Data to process ::
BEGIN
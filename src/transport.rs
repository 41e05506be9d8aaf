//! Single-backend delivery.
//!
//! Every backend (queue, stream, HTTP) implements [`MessageTransport`]. Backends live in the
//! companion crates (`tollgate-kafka`, `tollgate-nats`, `tollgate-http`); this module holds the
//! contract plus an in-memory transport for tests and local development.
//!
//! Contract:
//! - `send` retries internally (see [`RetryPolicy`](crate::RetryPolicy)) and returns the final
//!   outcome as a value. It never panics on ordinary failures.
//! - Implementations are shared across concurrent `send` calls and must be safe for that.
//! - `set_lower_priority` switches a leaf to its degraded-priority destination, if it has one.

use crate::error::{DeliveryError, DeliveryOutcome};
use crate::event::LogEvent;
use async_trait::async_trait;
use std::collections::VecDeque;
use std::sync::atomic::{AtomicBool, AtomicUsize, Ordering};
use std::sync::{Arc, Mutex};

/// A delivery backend.
#[async_trait]
pub trait MessageTransport: Send + Sync + std::fmt::Debug {
    /// Backend name used in logs.
    fn name(&self) -> &str;

    /// Deliver one event, retrying within the transport's budget.
    async fn send(&self, event: &LogEvent) -> DeliveryOutcome;

    /// Route subsequent sends to the lower-priority destination. No-op by default.
    fn set_lower_priority(&self) {}

    /// True for composite transports that forward priority changes themselves.
    fn is_dual_write(&self) -> bool {
        false
    }
}

/// Which destination a leaf transport currently writes to.
#[derive(Debug, Clone, Copy, PartialEq, Eq)]
pub enum Priority {
    Normal,
    Lower,
}

/// Shared priority switch for leaf transports.
#[derive(Debug, Default)]
pub struct PriorityFlag(AtomicBool);

impl PriorityFlag {
    pub fn lower(&self) {
        self.0.store(true, Ordering::Release);
    }

    pub fn get(&self) -> Priority {
        if self.0.load(Ordering::Acquire) {
            Priority::Lower
        } else {
            Priority::Normal
        }
    }
}

/// A transport that keeps delivered events in memory.
///
/// Failures can be scripted: `fail_next(n)` makes the next `n` sends fail, `always_fail()` makes
/// every send fail. Clones share state.
#[derive(Debug, Clone)]
pub struct MemoryTransport {
    name: String,
    inner: Arc<MemoryInner>,
}

#[derive(Debug, Default)]
struct MemoryInner {
    delivered: Mutex<VecDeque<(Priority, LogEvent)>>,
    attempts: AtomicUsize,
    fail_next: AtomicUsize,
    always_fail: AtomicBool,
    priority: PriorityFlag,
}

impl MemoryTransport {
    pub fn new(name: impl Into<String>) -> Self {
        Self { name: name.into(), inner: Arc::new(MemoryInner::default()) }
    }

    pub fn fail_next(&self, n: usize) {
        self.inner.fail_next.store(n, Ordering::SeqCst);
    }

    pub fn always_fail(&self) {
        self.inner.always_fail.store(true, Ordering::SeqCst);
    }

    /// Events delivered so far, in order.
    pub fn events(&self) -> Vec<LogEvent> {
        self.delivered().into_iter().map(|(_, e)| e).collect()
    }

    /// Events delivered so far, with the priority they were written at.
    pub fn delivered(&self) -> Vec<(Priority, LogEvent)> {
        self.inner.delivered.lock().map(|d| d.iter().cloned().collect()).unwrap_or_default()
    }

    /// Total `send` calls, successful or not.
    pub fn attempts(&self) -> usize {
        self.inner.attempts.load(Ordering::SeqCst)
    }

    pub fn priority(&self) -> Priority {
        self.inner.priority.get()
    }

    fn should_fail(&self) -> bool {
        if self.inner.always_fail.load(Ordering::SeqCst) {
            return true;
        }
        self.inner
            .fail_next
            .fetch_update(Ordering::SeqCst, Ordering::SeqCst, |n| n.checked_sub(1))
            .is_ok()
    }
}

#[async_trait]
impl MessageTransport for MemoryTransport {
    fn name(&self) -> &str {
        &self.name
    }

    async fn send(&self, event: &LogEvent) -> DeliveryOutcome {
        self.inner.attempts.fetch_add(1, Ordering::SeqCst);
        if self.should_fail() {
            return Err(DeliveryError::transport(format!("{} unavailable", self.name)));
        }
        let mut delivered = self
            .inner
            .delivered
            .lock()
            .map_err(|_| DeliveryError::transport("memory transport poisoned"))?;
        delivered.push_back((self.inner.priority.get(), event.clone()));
        Ok(())
    }

    fn set_lower_priority(&self) {
        self.inner.priority.lower();
    }
}
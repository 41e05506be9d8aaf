//! Error types for admission control and log delivery
//!
//! A rate-limit denial is not an error: it is a [`Decision`](crate::rate_limit::Decision)
//! with `allowed == false`. Everything here is either an operational failure (delivery,
//! store) or a caller/configuration mistake.
use std::time::Duration;

/// Failure of a single delivery backend, surfaced once its retry budget is exhausted.
#[derive(Debug, Clone, PartialEq, Eq, thiserror::Error)]
pub enum DeliveryError {
    /// The backend rejected or could not accept the event after every attempt.
    #[error("transport failure: {0}")]
    TransportFailure(String),
    /// The event could not be encoded for the wire.
    #[error("failed to serialize log event: {0}")]
    Serialization(String),
}

impl DeliveryError {
    pub fn transport(msg: impl Into<String>) -> Self {
        Self::TransportFailure(msg.into())
    }

    pub fn is_transport_failure(&self) -> bool {
        matches!(self, Self::TransportFailure(_))
    }
}

impl From<serde_json::Error> for DeliveryError {
    fn from(e: serde_json::Error) -> Self {
        Self::Serialization(e.to_string())
    }
}

/// Result of every transport `send`. Failures are values, never panics.
pub type DeliveryOutcome = Result<(), DeliveryError>;

/// Errors raised by a [`BucketStore`](crate::rate_limit::BucketStore) backend.
#[derive(Debug, Clone, PartialEq, Eq, thiserror::Error)]
#[error("bucket store error: {0}")]
pub struct StoreError(pub String);

/// Errors returned by the rate limiter.
#[derive(Debug, Clone, PartialEq, thiserror::Error)]
pub enum LimiterError {
    /// Negative, NaN or infinite cost. A caller precondition violation.
    #[error("invalid cost {0}: must be finite and non-negative")]
    InvalidCost(f64),
    /// The backing store failed.
    #[error(transparent)]
    Store(#[from] StoreError),
    /// Compare-and-swap kept losing races for the same key.
    #[error("bucket update contended after {attempts} attempts")]
    Contention { attempts: usize },
}

/// Invalid policy values or a malformed policy header.
#[derive(Debug, Clone, PartialEq, thiserror::Error)]
pub enum PolicyError {
    #[error("capacity must be finite and non-negative (got {0})")]
    InvalidCapacity(f64),
    #[error("window must be at least one second (got {0})")]
    InvalidWindow(i64),
    #[error("malformed rate limit policy `{header}`: {reason}")]
    Malformed { header: String, reason: String },
}

/// Missing or invalid startup configuration. Fatal; raised once during initialization.
#[derive(Debug, Clone, PartialEq, Eq, thiserror::Error)]
pub enum ConfigError {
    #[error("missing required configuration `{0}`")]
    Missing(String),
    #[error("invalid value for `{key}`: {reason}")]
    Invalid { key: String, reason: String },
    #[error("failed to build {backend} transport: {reason}")]
    Backend { backend: String, reason: String },
}

impl ConfigError {
    pub fn invalid(key: impl Into<String>, reason: impl Into<String>) -> Self {
        Self::Invalid { key: key.into(), reason: reason.into() }
    }

    pub fn backend(backend: impl Into<String>, reason: impl std::fmt::Display) -> Self {
        Self::Backend { backend: backend.into(), reason: reason.to_string() }
    }
}

/// Error produced by [`AdmissionService`](crate::rate_limit::AdmissionService).
#[derive(Debug, thiserror::Error)]
pub enum AdmissionError<E> {
    /// The request was denied; the caller should answer 429 with `Retry-After`.
    #[error("rate limited; retry after {retry_after:?}")]
    RateLimited { retry_after: Duration },
    /// The limiter could not evaluate the request and the failure mode is closed,
    /// or the caller supplied an invalid cost.
    #[error(transparent)]
    Limiter(LimiterError),
    /// The wrapped service failed.
    #[error("{0}")]
    Inner(E),
}

impl<E> AdmissionError<E> {
    pub fn is_rate_limited(&self) -> bool {
        matches!(self, Self::RateLimited { .. })
    }

    pub fn into_inner(self) -> Option<E> {
        match self {
            Self::Inner(e) => Some(e),
            _ => None,
        }
    }
}
//! Opaque pagination cursors.
//!
//! The listing's pagination mechanism is outside our control, so a token is
//! never inspected beyond equality (to detect a stalled listing).

use std::fmt;

/// Position in the listing handed to the fetcher.
#[derive(Debug, Clone, Default, PartialEq, Eq, Hash)]
pub enum Cursor {
    /// First page; no token yet.
    #[default]
    Initial,
    /// Continuation token as returned by the page.
    Token(String),
}

impl fmt::Display for Cursor {
    fn fmt(&self, f: &mut fmt::Formatter<'_>) -> fmt::Result {
        match self {
            Cursor::Initial => f.write_str("<initial>"),
            Cursor::Token(t) if t.chars().count() > 24 => {
                write!(f, "{}…", t.chars().take(24).collect::<String>())
            }
            Cursor::Token(t) => f.write_str(t),
        }
    }
}

/// What the extractor says comes after a page.
#[derive(Debug, Clone, PartialEq, Eq)]
pub enum Continuation {
    Next(Cursor),
    Terminal,
}

impl Continuation {
    /// Build a continuation from a token found on the page.
    ///
    /// A missing or blank token, or one equal to the cursor that produced the
    /// page (the listing stalled), ends the listing.
    pub fn from_token(token: Option<String>, previous: &Cursor) -> Self {
        let Some(token) = token.map(|t| t.trim().to_string()).filter(|t| !t.is_empty()) else {
            return Continuation::Terminal;
        };
        let next = Cursor::Token(token);
        if &next == previous {
            Continuation::Terminal
        } else {
            Continuation::Next(next)
        }
    }

    pub fn is_terminal(&self) -> bool {
        matches!(self, Continuation::Terminal)
    }
}
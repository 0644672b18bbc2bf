//! Terminal output: colors, symbols and the end-of-run summary.

use crate::runner::TargetOutcome;
use std::io::IsTerminal;

/// Check if color output is enabled.
pub fn color_enabled() -> bool {
    // https://no-color.org/
    if std::env::var("NO_COLOR").is_ok() {
        return false;
    }
    std::io::stderr().is_terminal()
}

const GREEN: &str = "\x1b[32m";
const RED: &str = "\x1b[31m";
const YELLOW: &str = "\x1b[33m";
const DIM: &str = "\x1b[2m";
const BOLD: &str = "\x1b[1m";
const RESET: &str = "\x1b[0m";

/// Colored string builder.
pub struct Styled {
    use_color: bool,
}

impl Default for Styled {
    fn default() -> Self {
        Self::new()
    }
}

impl Styled {
    pub fn new() -> Self {
        Self {
            use_color: color_enabled(),
        }
    }

    pub fn plain() -> Self {
        Self { use_color: false }
    }

    pub fn ok_sym(&self) -> &str {
        if self.use_color {
            "\x1b[32m\u{2713}\x1b[0m"
        } else {
            "OK"
        }
    }

    pub fn fail_sym(&self) -> &str {
        if self.use_color {
            "\x1b[31m\u{2717}\x1b[0m"
        } else {
            "!!"
        }
    }

    /// Partial output: aborted after some records were written.
    pub fn warn_sym(&self) -> &str {
        if self.use_color {
            "\x1b[33m\u{26a0}\x1b[0m"
        } else {
            "??"
        }
    }

    fn paint(&self, code: &str, s: &str) -> String {
        if self.use_color {
            format!("{code}{s}{RESET}")
        } else {
            s.to_string()
        }
    }

    pub fn green(&self, s: &str) -> String {
        self.paint(GREEN, s)
    }

    pub fn red(&self, s: &str) -> String {
        self.paint(RED, s)
    }

    pub fn yellow(&self, s: &str) -> String {
        self.paint(YELLOW, s)
    }

    pub fn dim(&self, s: &str) -> String {
        self.paint(DIM, s)
    }

    pub fn bold(&self, s: &str) -> String {
        self.paint(BOLD, s)
    }
}

/// Format milliseconds into a short human-readable duration (e.g. "1m 5s").
pub fn format_duration_ms(ms: u64) -> String {
    if ms < 1_000 {
        return format!("{ms}ms");
    }
    let secs = ms / 1_000;
    if secs < 60 {
        format!("{}.{}s", secs, (ms % 1_000) / 100)
    } else if secs < 3600 {
        format!("{}m {}s", secs / 60, secs % 60)
    } else {
        format!("{}h {}m", secs / 3600, (secs % 3600) / 60)
    }
}

/// Print JSON output to stdout.
pub fn print_json(value: &serde_json::Value) {
    if let Ok(s) = serde_json::to_string_pretty(value) {
        println!("{s}");
    }
}

/// One block per target on stderr.
pub fn print_summary(s: &Styled, outcomes: &[TargetOutcome]) {
    eprintln!();
    for outcome in outcomes {
        for line in summary_lines(s, outcome) {
            eprintln!("{line}");
        }
    }
}

fn summary_lines(s: &Styled, outcome: &TargetOutcome) -> Vec<String> {
    let mut lines = Vec::new();
    let Some(report) = &outcome.report else {
        lines.push(format!(
            "  {} {}  {}",
            s.fail_sym(),
            s.bold(&outcome.target),
            s.red(outcome.error.as_deref().unwrap_or("failed"))
        ));
        return lines;
    };

    let (sym, status) = match report.exit_code() {
        0 => (s.ok_sym(), s.green(&report.status.to_string())),
        1 => (s.fail_sym(), s.red(&report.status.to_string())),
        _ => (s.warn_sym(), s.yellow(&report.status.to_string())),
    };
    lines.push(format!("  {sym} {}  {status}", s.bold(&outcome.target)));
    lines.push(format!(
        "      {:<12} {}  {}",
        "records",
        report.records,
        s.dim(&format!(
            "({} duplicates, {} rejected, {} warnings)",
            report.duplicates, report.rejected, report.warnings
        ))
    ));
    lines.push(format!(
        "      {:<12} {} in {}",
        "pages",
        report.pages,
        format_duration_ms(report.elapsed_ms)
    ));
    if let Some(detail) = &outcome.error {
        lines.push(format!("      {:<12} {}", "reason", detail));
    }
    for file in &outcome.files {
        lines.push(format!("      {:<12} {}", "wrote", file.display()));
    }
    lines
}

#[cfg(test)]
mod tests {
    use super::*;
    use following_scraper::{AbortReason, RunReport, TerminalStatus};
    use std::path::PathBuf;

    fn report(status: TerminalStatus, records: usize) -> RunReport {
        RunReport {
            status,
            records,
            duplicates: 3,
            rejected: 1,
            warnings: 0,
            pages: 2,
            retries: 0,
            elapsed_ms: 1_250,
        }
    }

    #[test]
    fn test_format_duration_ms() {
        assert_eq!(format_duration_ms(250), "250ms");
        assert_eq!(format_duration_ms(1_250), "1.2s");
        assert_eq!(format_duration_ms(65_000), "1m 5s");
        assert_eq!(format_duration_ms(7_380_000), "2h 3m");
    }

    #[test]
    fn test_summary_for_completed_run() {
        let outcome = TargetOutcome {
            target: "UncutMagazine".into(),
            listing: Some("https://www.facebook.com/UncutMagazine/following".into()),
            files: vec![PathBuf::from("output/00_UncutMagazine.json")],
            report: Some(report(TerminalStatus::LimitReached, 5)),
            error: None,
        };
        let lines = summary_lines(&Styled::plain(), &outcome);
        assert_eq!(lines[0], "  OK UncutMagazine  limitReached");
        assert!(lines[1].contains("5  (3 duplicates, 1 rejected, 0 warnings)"));
        assert!(lines[2].ends_with("2 in 1.2s"));
        assert!(lines[3].ends_with("output/00_UncutMagazine.json"));
    }

    #[test]
    fn test_summary_for_partial_and_failed_runs() {
        let partial = TargetOutcome {
            target: "someone".into(),
            listing: None,
            files: Vec::new(),
            report: Some(report(TerminalStatus::Aborted(AbortReason::Cancelled), 4)),
            error: Some("cancelled by caller".into()),
        };
        let lines = summary_lines(&Styled::plain(), &partial);
        assert_eq!(lines[0], "  ?? someone  aborted:cancelled");
        assert!(lines[3].contains("cancelled by caller"));

        let failed = TargetOutcome {
            target: "not a profile".into(),
            listing: None,
            files: Vec::new(),
            report: None,
            error: Some("cannot resolve target".into()),
        };
        let lines = summary_lines(&Styled::plain(), &failed);
        assert_eq!(lines, vec!["  !! not a profile  cannot resolve target"]);
    }
}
END
Single out each line of the records above with the string "LimiterError" in it, and copy it.

pub enum LimiterError {
    Limiter(LimiterError),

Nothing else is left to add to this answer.